\(3\)-chromatic cliques have edges with large intersection

A hypergraph \( H\) consists of a vertex set \( V\) together with a family \( E\) of subsets of \( V\), which are called the edges of \( H\). A \( r\)-uniform hypergraph, or \( r\)-graph, for short, is a hypergraph whose edge set consists of \( r\)-subsets of \( V\). A graph is just a special case of an \( r\)-graph with \( r=2\).

A hypergraph \( H\) is said to be \( k\)-chromatic if the vertices of \( H\) can be colored in \( k\) colors so that every edge has at least \( 2\) colors.

A problem on \(3\)-chromatic \(r\)-cliques ($100) (proposed by Erdös and Lovász [1], [2])

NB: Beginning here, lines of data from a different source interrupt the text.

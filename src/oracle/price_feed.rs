//! Price source abstraction for the collateralization engine.
//!
//! The engine never caches a price: every operation reads the source once and
//! uses that single observation for all of its arithmetic. Production
//! deployments plug in a real feed behind [`PriceSource`]; tests and demos use
//! [`StaticPriceSource`].

use std::fmt;
use std::sync::atomic::{AtomicU64, Ordering};

use serde::{Deserialize, Serialize};

use crate::error::Result;
use crate::utils::constants::PEG_BASE_UNIT;
use crate::utils::validation::validate_price;

// ═══════════════════════════════════════════════════════════════════════════════
// PRICE
// ═══════════════════════════════════════════════════════════════════════════════

/// A validated collateral price in cents of the unit of account per whole
/// collateral unit ($4,000.00 = 400,000)
#[derive(Debug, Clone, Copy, PartialEq, Eq, PartialOrd, Ord, Serialize, Deserialize)]
pub struct Price(u64);

impl Price {
    /// Create from cents, rejecting out-of-bounds values
    pub fn from_cents(cents: u64) -> Result<Self> {
        validate_price(cents)?;
        Ok(Self(cents))
    }

    /// Create from whole units of account per collateral unit
    pub fn from_units(units: u64) -> Result<Self> {
        Self::from_cents(units * PEG_BASE_UNIT)
    }

    /// Get raw cents value
    pub fn cents(&self) -> u64 {
        self.0
    }
}

impl fmt::Display for Price {
    fn fmt(&self, f: &mut fmt::Formatter<'_>) -> fmt::Result {
        write!(f, "{}.{:02}", self.0 / PEG_BASE_UNIT, self.0 % PEG_BASE_UNIT)
    }
}

// ═══════════════════════════════════════════════════════════════════════════════
// PRICE SOURCE
// ═══════════════════════════════════════════════════════════════════════════════

/// Source of the current collateral price
pub trait PriceSource {
    /// Get the current price. Fails if no valid price is available.
    fn current(&self) -> Result<Price>;
}

/// An in-memory price source with interior mutability.
///
/// Holds a single price that can be updated at any time; updates validate
/// bounds before storing.
#[derive(Debug)]
pub struct StaticPriceSource {
    price_cents: AtomicU64,
}

impl StaticPriceSource {
    /// Create with an initial price
    pub fn new(price: Price) -> Self {
        Self {
            price_cents: AtomicU64::new(price.cents()),
        }
    }

    /// Update the stored price
    pub fn set(&self, price: Price) {
        self.price_cents.store(price.cents(), Ordering::SeqCst);
    }
}

impl PriceSource for StaticPriceSource {
    fn current(&self) -> Result<Price> {
        Price::from_cents(self.price_cents.load(Ordering::SeqCst))
    }
}

impl<S: PriceSource + ?Sized> PriceSource for &S {
    fn current(&self) -> Result<Price> {
        (**self).current()
    }
}

#[cfg(test)]
mod tests {
    use super::*;
    use crate::error::Error;
    use crate::utils::constants::MAX_SANE_PRICE;

    #[test]
    fn test_price_validation() {
        assert!(Price::from_units(4_000).is_ok());
        assert!(matches!(
            Price::from_cents(0),
            Err(Error::PriceOutOfBounds { .. })
        ));
        assert!(Price::from_cents(MAX_SANE_PRICE + 1).is_err());
    }

    #[test]
    fn test_price_display() {
        assert_eq!(Price::from_units(4_000).unwrap().to_string(), "4000.00");
        assert_eq!(Price::from_cents(1).unwrap().to_string(), "0.01");
    }

    #[test]
    fn test_static_source_updates() {
        let source = StaticPriceSource::new(Price::from_units(4_000).unwrap());
        assert_eq!(source.current().unwrap().cents(), 400_000);

        source.set(Price::from_units(3_000).unwrap());
        assert_eq!(source.current().unwrap().cents(), 300_000);
    }
}
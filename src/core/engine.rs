//! The collateralization engine.
//!
//! Owns the collateral pool and both token ledgers, and is the only component
//! allowed to change token supplies. Every operation follows the same shape:
//! read the price once, validate everything, compute all outcomes, then apply
//! the mutations. Once the first mutation lands, nothing can fail, so state is
//! all-or-nothing by construction.

use std::sync::{Arc, Mutex};

use serde::{Deserialize, Serialize};
use tracing::{info, warn};

use crate::core::collateral::{CollateralAmount, CollateralPool};
use crate::core::config::EngineParams;
use crate::core::ledger::{AccountId, TokenAmount, TokenLedger};
use crate::error::{Error, Result};
use crate::oracle::price_feed::{Price, PriceSource};
use crate::utils::constants::{MAX_PEG_SUPPLY, PEG_DECIMALS};
use crate::utils::math::{
    amount_after_fee, collateral_for_value, collateral_value_cents, collateralization_ratio,
    fraction_bps, proportional_shares, safe_sub,
};
use crate::utils::validation::validate_non_zero;

// ═══════════════════════════════════════════════════════════════════════════════
// OPERATION OUTCOMES
// ═══════════════════════════════════════════════════════════════════════════════

/// Result of a successful peg mint
#[derive(Debug, Clone, Copy, PartialEq, Eq, Serialize, Deserialize)]
pub struct MintOutcome {
    /// Gross value of the deposited collateral in cents
    pub gross_value: TokenAmount,
    /// Fee retained by the pool in cents
    pub fee: TokenAmount,
    /// Peg units actually minted (gross minus fee)
    pub minted: TokenAmount,
}

/// Result of a successful peg burn
#[derive(Debug, Clone, Copy, PartialEq, Eq, Serialize, Deserialize)]
pub struct BurnOutcome {
    /// Peg units burned
    pub burned: TokenAmount,
    /// Collateral released to the caller
    pub collateral_out: CollateralAmount,
}

/// Result of a successful surplus buffer deposit
#[derive(Debug, Clone, Copy, PartialEq, Eq, Serialize, Deserialize)]
pub struct BufferDepositOutcome {
    /// Value of the deposited collateral in cents
    pub deposit_value: TokenAmount,
    /// Surplus shares minted to the depositor
    pub shares_minted: TokenAmount,
}

/// Result of a successful surplus buffer withdrawal
#[derive(Debug, Clone, Copy, PartialEq, Eq, Serialize, Deserialize)]
pub struct BufferWithdrawOutcome {
    /// Surplus shares burned
    pub shares_burned: TokenAmount,
    /// Collateral released to the caller
    pub collateral_out: CollateralAmount,
}

// ═══════════════════════════════════════════════════════════════════════════════
// ENGINE EVENTS
// ═══════════════════════════════════════════════════════════════════════════════

/// Record of an engine-level operation
#[derive(Debug, Clone, PartialEq, Eq, Serialize, Deserialize)]
pub enum EngineEvent {
    /// Peg units minted against deposited collateral
    PegMinted {
        /// Minting account
        account: AccountId,
        /// Collateral deposited
        collateral_in: CollateralAmount,
        /// Price used for valuation
        price: Price,
        /// Outcome amounts
        outcome: MintOutcome,
    },
    /// Peg units burned for released collateral
    PegBurned {
        /// Burning account
        account: AccountId,
        /// Price used for valuation
        price: Price,
        /// Outcome amounts
        outcome: BurnOutcome,
    },
    /// Collateral added to the surplus buffer
    BufferDeposited {
        /// Depositing account
        account: AccountId,
        /// Collateral deposited
        collateral_in: CollateralAmount,
        /// Price used for valuation
        price: Price,
        /// Outcome amounts
        outcome: BufferDepositOutcome,
    },
    /// Surplus value withdrawn from the buffer
    BufferWithdrawn {
        /// Withdrawing account
        account: AccountId,
        /// Value withdrawn in cents
        value: TokenAmount,
        /// Price used for valuation
        price: Price,
        /// Outcome amounts
        outcome: BufferWithdrawOutcome,
    },
}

Let \(H\) be an \(r\)-graph in which every two edges have a nontrivial intersection (that is, \(H\) is an \(r\)-clique). Suppose that \(H\) is \(3\)-chromatic. Is it true that \(H\) contains two edges \(E\) and \(F\) for which \[ |E \cap F| \geq r-2 ? \]

Erdösand Lovász [1], [2] proved that there are always two edges \( E\) and \( F\) in such an \( r\)-clique such that

\(\displaystyle \vert E \cap F\vert \geq \frac{r}{\log r}. \)

The lines of the Fano plane give an example for an \( r\)-graph with \( \vert E \cap F\vert = r-2\) (see [2]).

They also showed that in a \( 3\)-chromatic \( r\)-clique there are at least three different values which are the sizes of the pairwise intersection of edges for large enough \( r\).

1 P. Erdös and L. Lovász, Problems and results on 3-chromatic hypergraphs and some related questions, Infinite and finite sets (Colloq., Keszthely, 1973; dedicated to P. Erdös on his 60th birthday), Vol. I; Colloq. Math. Soc. János Bolyai, Vol. 10, 609-627, North-Holland, Amsterdam, 1975.

2 P. Erdös. Problems and results on set systems and hypergraphs. Extremal problems for finite sets (Visegrád, 1991), Bolyai Soc. Math. Stud., 3, pp. 217-227, János Bolyai Math. Soc., Budapest, 1994.